Dataset entries
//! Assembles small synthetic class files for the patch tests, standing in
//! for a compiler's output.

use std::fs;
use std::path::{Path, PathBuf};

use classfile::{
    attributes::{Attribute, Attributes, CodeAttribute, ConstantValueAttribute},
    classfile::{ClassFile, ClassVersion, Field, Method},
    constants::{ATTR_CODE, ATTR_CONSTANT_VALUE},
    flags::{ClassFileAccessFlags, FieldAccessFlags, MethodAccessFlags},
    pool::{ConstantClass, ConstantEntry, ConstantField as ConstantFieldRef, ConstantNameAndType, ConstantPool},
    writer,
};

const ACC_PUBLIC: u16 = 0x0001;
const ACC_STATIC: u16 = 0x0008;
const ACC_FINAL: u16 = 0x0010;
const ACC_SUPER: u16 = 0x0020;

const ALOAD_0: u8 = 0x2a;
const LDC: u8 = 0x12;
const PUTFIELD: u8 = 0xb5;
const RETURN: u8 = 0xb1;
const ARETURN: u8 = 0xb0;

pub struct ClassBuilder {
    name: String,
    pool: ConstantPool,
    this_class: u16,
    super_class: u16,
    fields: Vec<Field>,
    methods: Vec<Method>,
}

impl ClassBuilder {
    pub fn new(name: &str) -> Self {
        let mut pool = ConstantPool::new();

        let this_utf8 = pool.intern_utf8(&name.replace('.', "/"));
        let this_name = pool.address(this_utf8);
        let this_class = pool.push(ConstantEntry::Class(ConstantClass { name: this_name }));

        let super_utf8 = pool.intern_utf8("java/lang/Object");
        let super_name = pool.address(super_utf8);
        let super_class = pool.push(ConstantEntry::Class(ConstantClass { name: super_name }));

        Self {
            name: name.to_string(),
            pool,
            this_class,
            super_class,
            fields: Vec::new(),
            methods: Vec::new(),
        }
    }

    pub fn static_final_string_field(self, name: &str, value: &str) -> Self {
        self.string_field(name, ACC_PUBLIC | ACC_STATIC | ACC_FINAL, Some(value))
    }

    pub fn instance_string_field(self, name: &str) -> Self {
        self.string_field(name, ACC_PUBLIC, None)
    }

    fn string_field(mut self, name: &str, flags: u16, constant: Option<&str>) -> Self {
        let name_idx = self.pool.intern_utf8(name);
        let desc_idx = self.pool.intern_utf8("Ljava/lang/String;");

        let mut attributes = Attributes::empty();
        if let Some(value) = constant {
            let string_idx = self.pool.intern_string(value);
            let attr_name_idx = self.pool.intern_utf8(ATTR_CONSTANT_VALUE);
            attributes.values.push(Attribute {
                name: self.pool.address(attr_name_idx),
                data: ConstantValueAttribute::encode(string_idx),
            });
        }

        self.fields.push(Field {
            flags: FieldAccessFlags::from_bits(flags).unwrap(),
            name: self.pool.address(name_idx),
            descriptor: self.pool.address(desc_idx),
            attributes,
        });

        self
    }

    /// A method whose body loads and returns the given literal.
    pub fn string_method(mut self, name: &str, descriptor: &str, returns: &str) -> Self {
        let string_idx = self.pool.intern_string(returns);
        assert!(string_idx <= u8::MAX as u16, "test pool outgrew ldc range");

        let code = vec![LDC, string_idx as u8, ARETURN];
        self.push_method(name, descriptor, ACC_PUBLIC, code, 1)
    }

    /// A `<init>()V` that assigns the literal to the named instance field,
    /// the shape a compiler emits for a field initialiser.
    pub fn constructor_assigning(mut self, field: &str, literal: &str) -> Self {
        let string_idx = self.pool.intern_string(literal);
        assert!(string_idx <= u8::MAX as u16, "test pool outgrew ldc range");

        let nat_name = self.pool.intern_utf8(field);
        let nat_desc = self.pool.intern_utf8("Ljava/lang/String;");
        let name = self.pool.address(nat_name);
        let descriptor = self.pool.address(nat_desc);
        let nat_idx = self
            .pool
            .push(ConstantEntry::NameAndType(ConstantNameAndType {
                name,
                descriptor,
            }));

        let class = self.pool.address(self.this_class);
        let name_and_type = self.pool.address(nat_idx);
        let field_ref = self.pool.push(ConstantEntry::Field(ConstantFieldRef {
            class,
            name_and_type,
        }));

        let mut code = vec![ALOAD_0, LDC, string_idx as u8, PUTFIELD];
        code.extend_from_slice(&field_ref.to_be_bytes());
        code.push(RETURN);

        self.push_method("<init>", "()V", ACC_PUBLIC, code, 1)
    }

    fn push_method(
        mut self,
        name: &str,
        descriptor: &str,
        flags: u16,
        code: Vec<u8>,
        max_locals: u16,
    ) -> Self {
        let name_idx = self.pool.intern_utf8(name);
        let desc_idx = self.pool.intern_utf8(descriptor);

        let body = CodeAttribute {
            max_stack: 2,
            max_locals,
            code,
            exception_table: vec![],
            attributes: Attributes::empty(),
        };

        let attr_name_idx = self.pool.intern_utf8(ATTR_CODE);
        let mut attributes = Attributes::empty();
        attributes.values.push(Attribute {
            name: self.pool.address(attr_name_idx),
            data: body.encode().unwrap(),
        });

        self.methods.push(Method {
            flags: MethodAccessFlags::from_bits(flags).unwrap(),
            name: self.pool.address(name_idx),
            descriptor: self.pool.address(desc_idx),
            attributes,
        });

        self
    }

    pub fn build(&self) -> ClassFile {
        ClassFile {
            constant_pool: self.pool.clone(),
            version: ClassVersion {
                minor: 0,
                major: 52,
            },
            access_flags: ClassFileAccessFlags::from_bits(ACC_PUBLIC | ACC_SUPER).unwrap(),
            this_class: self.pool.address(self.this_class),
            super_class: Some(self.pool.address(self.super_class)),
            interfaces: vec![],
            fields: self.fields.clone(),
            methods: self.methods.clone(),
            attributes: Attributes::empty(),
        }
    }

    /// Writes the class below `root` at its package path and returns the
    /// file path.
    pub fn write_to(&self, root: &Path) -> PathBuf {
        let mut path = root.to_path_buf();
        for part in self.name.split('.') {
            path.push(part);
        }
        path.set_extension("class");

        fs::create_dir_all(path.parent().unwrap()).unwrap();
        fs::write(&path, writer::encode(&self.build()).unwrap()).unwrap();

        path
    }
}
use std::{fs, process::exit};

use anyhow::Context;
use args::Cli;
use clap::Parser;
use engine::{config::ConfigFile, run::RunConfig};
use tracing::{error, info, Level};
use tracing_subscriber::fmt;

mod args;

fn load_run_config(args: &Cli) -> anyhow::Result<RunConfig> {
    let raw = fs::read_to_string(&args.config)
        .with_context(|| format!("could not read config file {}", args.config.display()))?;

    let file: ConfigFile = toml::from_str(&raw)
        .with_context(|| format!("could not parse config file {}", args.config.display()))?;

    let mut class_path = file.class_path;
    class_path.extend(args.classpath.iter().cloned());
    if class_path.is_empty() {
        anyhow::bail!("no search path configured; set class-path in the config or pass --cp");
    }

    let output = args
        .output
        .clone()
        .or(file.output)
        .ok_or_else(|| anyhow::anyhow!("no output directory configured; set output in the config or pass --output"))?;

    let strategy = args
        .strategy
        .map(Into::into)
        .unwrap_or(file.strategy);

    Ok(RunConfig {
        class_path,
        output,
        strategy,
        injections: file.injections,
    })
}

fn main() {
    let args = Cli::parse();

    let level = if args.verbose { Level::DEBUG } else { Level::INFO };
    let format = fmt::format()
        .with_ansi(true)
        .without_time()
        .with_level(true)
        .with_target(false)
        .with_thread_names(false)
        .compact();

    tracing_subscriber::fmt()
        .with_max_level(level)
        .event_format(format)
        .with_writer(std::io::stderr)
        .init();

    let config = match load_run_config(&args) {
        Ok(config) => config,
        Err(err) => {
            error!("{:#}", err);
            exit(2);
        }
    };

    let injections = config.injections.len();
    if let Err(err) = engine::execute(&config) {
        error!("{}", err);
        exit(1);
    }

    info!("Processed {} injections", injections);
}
* * *
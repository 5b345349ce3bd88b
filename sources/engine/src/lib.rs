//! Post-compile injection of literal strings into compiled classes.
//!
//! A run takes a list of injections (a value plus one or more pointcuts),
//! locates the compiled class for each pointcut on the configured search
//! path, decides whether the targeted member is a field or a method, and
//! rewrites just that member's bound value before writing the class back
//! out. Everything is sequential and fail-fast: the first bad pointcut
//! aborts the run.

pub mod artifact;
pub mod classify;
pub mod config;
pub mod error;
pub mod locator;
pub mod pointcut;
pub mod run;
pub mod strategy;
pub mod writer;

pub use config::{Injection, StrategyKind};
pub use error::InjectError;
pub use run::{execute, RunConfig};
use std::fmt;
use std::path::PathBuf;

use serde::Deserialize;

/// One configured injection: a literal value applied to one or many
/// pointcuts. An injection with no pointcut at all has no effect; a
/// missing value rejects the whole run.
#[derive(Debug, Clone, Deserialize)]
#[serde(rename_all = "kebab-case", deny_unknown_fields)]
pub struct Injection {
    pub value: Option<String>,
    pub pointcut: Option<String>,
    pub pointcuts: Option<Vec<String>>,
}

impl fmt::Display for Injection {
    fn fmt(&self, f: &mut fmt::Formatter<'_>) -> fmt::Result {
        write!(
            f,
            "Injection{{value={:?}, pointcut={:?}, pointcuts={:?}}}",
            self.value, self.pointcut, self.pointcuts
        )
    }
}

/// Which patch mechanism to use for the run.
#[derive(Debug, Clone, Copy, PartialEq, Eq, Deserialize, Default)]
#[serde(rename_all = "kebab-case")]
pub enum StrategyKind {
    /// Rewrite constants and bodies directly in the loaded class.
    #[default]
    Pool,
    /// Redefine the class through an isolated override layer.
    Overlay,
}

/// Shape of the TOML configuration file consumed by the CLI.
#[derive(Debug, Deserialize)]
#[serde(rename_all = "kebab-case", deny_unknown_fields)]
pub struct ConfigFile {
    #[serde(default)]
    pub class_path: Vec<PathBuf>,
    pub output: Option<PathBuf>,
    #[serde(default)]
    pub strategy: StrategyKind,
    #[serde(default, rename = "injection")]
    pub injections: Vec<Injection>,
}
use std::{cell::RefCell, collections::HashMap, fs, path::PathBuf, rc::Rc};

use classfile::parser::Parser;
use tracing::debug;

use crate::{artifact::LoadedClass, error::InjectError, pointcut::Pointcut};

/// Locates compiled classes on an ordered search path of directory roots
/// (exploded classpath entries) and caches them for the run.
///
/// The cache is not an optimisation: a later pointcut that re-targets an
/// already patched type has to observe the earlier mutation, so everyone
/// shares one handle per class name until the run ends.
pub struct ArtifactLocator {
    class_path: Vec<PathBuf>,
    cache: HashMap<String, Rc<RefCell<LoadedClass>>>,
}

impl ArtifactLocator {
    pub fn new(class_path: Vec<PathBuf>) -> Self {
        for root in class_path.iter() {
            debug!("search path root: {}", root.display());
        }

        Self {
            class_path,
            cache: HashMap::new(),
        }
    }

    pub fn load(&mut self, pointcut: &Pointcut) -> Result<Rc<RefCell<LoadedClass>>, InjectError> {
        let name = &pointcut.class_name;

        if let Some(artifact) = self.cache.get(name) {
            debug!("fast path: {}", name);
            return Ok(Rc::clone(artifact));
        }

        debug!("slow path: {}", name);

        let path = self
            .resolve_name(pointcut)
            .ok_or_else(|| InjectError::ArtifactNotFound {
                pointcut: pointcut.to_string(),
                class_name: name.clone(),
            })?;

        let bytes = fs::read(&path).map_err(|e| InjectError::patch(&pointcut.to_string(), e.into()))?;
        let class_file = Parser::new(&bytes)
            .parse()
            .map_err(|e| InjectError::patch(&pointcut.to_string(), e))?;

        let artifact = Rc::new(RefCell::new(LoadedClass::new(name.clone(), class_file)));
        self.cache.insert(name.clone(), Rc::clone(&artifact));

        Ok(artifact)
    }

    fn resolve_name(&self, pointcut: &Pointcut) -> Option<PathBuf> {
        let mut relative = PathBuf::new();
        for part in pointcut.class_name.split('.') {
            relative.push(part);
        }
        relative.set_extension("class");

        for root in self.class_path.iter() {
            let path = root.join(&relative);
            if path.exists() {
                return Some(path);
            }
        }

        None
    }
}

#### YOUR INSTRUCTIONS:
Please state the number of lines in the data above that hold the word "could", without any other text.

#### RESPONSE TO THIS TASK:
2